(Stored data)
══════════

// Copyright 2020 Toolchain Labs, Inc. All rights reserved.
// Licensed under the Apache License, Version 2.0 (see LICENSE).

use std::sync::Arc;

use ginepro::LoadBalancedChannel;
use grpc_util::auth::{AuthScheme, Permissions};
use protos::build::bazel::remote::execution::v2::{
    content_addressable_storage_client::ContentAddressableStorageClient,
    content_addressable_storage_server::ContentAddressableStorage, BatchReadBlobsRequest,
    BatchReadBlobsResponse, BatchUpdateBlobsRequest, BatchUpdateBlobsResponse,
    FindMissingBlobsRequest, FindMissingBlobsResponse, GetTreeRequest, GetTreeResponse,
};
use tonic::metadata::MetadataMap;
use tonic::{Request, Response, Status};

use crate::server::{client_call, ProxyServerInner};

pub(crate) struct CasService {
    inner: Arc<ProxyServerInner>,
    auth_scheme: AuthScheme,
}

impl CasService {
    pub const SERVICE_NAME: &'static str =
        "build.bazel.remote.execution.v2.ContentAddressableStorage";

    pub(crate) fn new(inner: Arc<ProxyServerInner>, auth_scheme: AuthScheme) -> Self {
        CasService { inner, auth_scheme }
    }

    fn get_client(
        &self,
        metadata: &MetadataMap,
        requested_instance_name: &str,
        required_permissions: Permissions,
    ) -> Result<ContentAddressableStorageClient<LoadBalancedChannel>, Status> {
        self.inner.check_authorized(
            self.auth_scheme,
            metadata,
            requested_instance_name,
            required_permissions,
        )?;
        Ok(self.inner.backend(requested_instance_name).cas.clone())
    }
}

#[tonic::async_trait]
impl ContentAddressableStorage for CasService {
    #[tracing::instrument(skip_all, fields(opentelemetry = true))]
    async fn find_missing_blobs(
        &self,
        request: Request<FindMissingBlobsRequest>,
    ) -> Result<Response<FindMissingBlobsResponse>, Status> {
        let client = self.get_client(
            request.metadata(),
            &request.get_ref().instance_name,
            Permissions::Read,
        )?;
        let request = request.into_inner();
        client_call(
            client,
            move |mut client| {
                let request = request.clone();
                async move { client.find_missing_blobs(request).await }
            },
            Self::SERVICE_NAME,
            "FindMissingBlobs",
        )
        .await
    }

    #[tracing::instrument(skip_all, fields(opentelemetry = true))]
    async fn batch_update_blobs(
        &self,
        request: Request<BatchUpdateBlobsRequest>,
    ) -> Result<Response<BatchUpdateBlobsResponse>, Status> {
        let client = self.get_client(
            request.metadata(),
            &request.get_ref().instance_name,
            Permissions::ReadWrite,
        )?;
        let request = request.into_inner();
        client_call(
            client,
            move |mut client| {
                let request = request.clone();
                async move { client.batch_update_blobs(request).await }
            },
            Self::SERVICE_NAME,
            "BatchUpdateBlobs",
        )
        .await
    }

    #[tracing::instrument(skip_all, fields(opentelemetry = true))]
    async fn batch_read_blobs(
        &self,
        request: Request<BatchReadBlobsRequest>,
    ) -> Result<Response<BatchReadBlobsResponse>, Status> {
        let client = self.get_client(
            request.metadata(),
            &request.get_ref().instance_name,
            Permissions::Read,
        )?;
        let request = request.into_inner();
        client_call(
            client,
            move |mut client| {
                let request = request.clone();
                async move { client.batch_read_blobs(request).await }
            },
            Self::SERVICE_NAME,
            "BatchReadBlobs",
        )
        .await
    }

    type GetTreeStream = tonic::codec::Streaming<GetTreeResponse>;

    #[tracing::instrument(skip_all, fields(opentelemetry = true))]
    async fn get_tree(
        &self,
        request: Request<GetTreeRequest>,
    ) -> Result<Response<Self::GetTreeStream>, Status> {
        let client = self.get_client(
            request.metadata(),
            &request.get_ref().instance_name,
            Permissions::Read,
        )?;
        let request = request.into_inner();
        client_call(
            client,
            move |mut client| {
                let request = request.clone();
                async move { client.get_tree(request).await }
            },
            Self::SERVICE_NAME,
            "GetTree",
        )
        .await
    }
}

══════════

◆ BRIEF ◆
Search the entries for the word "execution" and gather every line where it appears.

◆ EXPECTED ANSWER ◆
use protos::build::bazel::remote::execution::v2::{
        "build.bazel.remote.execution.v2.ContentAddressableStorage";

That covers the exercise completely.